The event celebrated the retrofitting of the 38,000-square-foot Navy Yard Building 661, renamed the Center for Building Energy Science, which will function as a living laboratory to showcase energy saving technologies; and the construction of a new, 25,200-square-foot building, to house the Center for Building Energy Education and Innovation. The buildings will facilitate public education and outreach on matters related to building efficiency, and will function as the headquarters for the EEB Hub.
“It is incredible to see how far the Navy Yard has come since the EEB Hub was established two years ago. Today, there are more than 120 companies prospering, a robust research enterprise, and a powerful education and outreach effort.”
-- Penn State President Rodney Erickson
“It is incredible to see how far the Navy Yard has come since the EEB Hub was established two years ago,” Penn State President Rodney Erickson said during the celebration. “Today, there are more than 120 companies prospering, a robust research enterprise, and a powerful education and outreach effort. Just how far we have come is a testament to the many talented, visionary and dedicated people who have collaborated in unprecedented ways.”
Speakers at the event included Tom Corbett, governor of Pennsylvania; Michael Nutter, mayor of Philadelphia; Kathleen Hogan, deputy assistant secretary for energy efficiency at the DOE; Matt Erskine, deputy assistant secretary of the U.S. Economic Development Administration; and Henry Foley, vice president for research at Penn State and executive director of the EEB Hub.
“Pennsylvania has been leading the nation in finding new sources of energy and today marks the moment we add to our independence by finding new ways to conserve the energy we already have,’’ Corbett said. “This building will be a living laboratory where new ideas will be applied, tested and perfected.”
“Penn State was honored to be selected to lead this project, and we are applying our full arsenal of expertise in energy research, education and technology transfer to the effort,” Erickson said.
Through this work, and in collaboration with multidisciplinary partners including major research universities, global industrial firms and national laboratories, the Philadelphia region is poised to become one of the nation’s leaders in energy-efficient building technology and will serve as a model for other metropolitan areas.
“The EEB Hub vision is to design and demonstrate, in Greater Philadelphia, scalable, market-proven solutions to reduce energy use in commercial buildings and deploy these solutions throughout the nation,” Foley said.

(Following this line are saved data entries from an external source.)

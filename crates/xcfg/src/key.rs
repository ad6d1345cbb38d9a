//! Key comparison used by every lookup in the crate

/// Case-insensitive, whitespace-trimmed key equality.
///
/// Element names, text-config keys and section filters all compare through
/// this one function so `get`, `set`, `delete_property`, `find_node` and
/// `find_section` agree on what "the same key" means.
pub fn keys_match(left: &str, right: &str) -> bool {
    let left = left.trim();
    let right = right.trim();
    if left.len() == right.len() && left.eq_ignore_ascii_case(right) {
        return true;
    }
    left.chars()
        .flat_map(char::to_lowercase)
        .eq(right.chars().flat_map(char::to_lowercase))
}

/// Case-insensitive value equality, without trimming
pub fn values_match(left: &str, right: &str) -> bool {
    left.len() == right.len() && left.eq_ignore_ascii_case(right)
        || left.to_lowercase() == right.to_lowercase()
}

/// Normalized form of a key, for storage where a map needs one spelling
pub fn normalize(key: &str) -> String {
    key.trim().to_lowercase()
}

The goal, he said, is to reduce energy use in commercial buildings in Greater Philadelphia by 20 percent by 2020.
“The Energy Efficient Buildings Hub has provided significant momentum, expertise and support for the Philadelphia region’s efforts to create a more energy efficient building stock,” said Nutter. “The Hub is also focused on supporting the growth of the building technology industry in Greater Philadelphia. The Hub and the city working together can make our region a center of demonstration and deployment of these important technologies.”
The total project budget for both buildings combined is $33 million, with $30 million funded by the state and $3 million from the Economic Development Administration.
Completion of renovation and construction is expected by spring 2014. In addition to the EEB Hub, several DOE-sponsored centers will share the space; Penn State’s College of Engineering, Penn State Great Valley, Penn College and other educational institutions will offer programs at these locations, as well.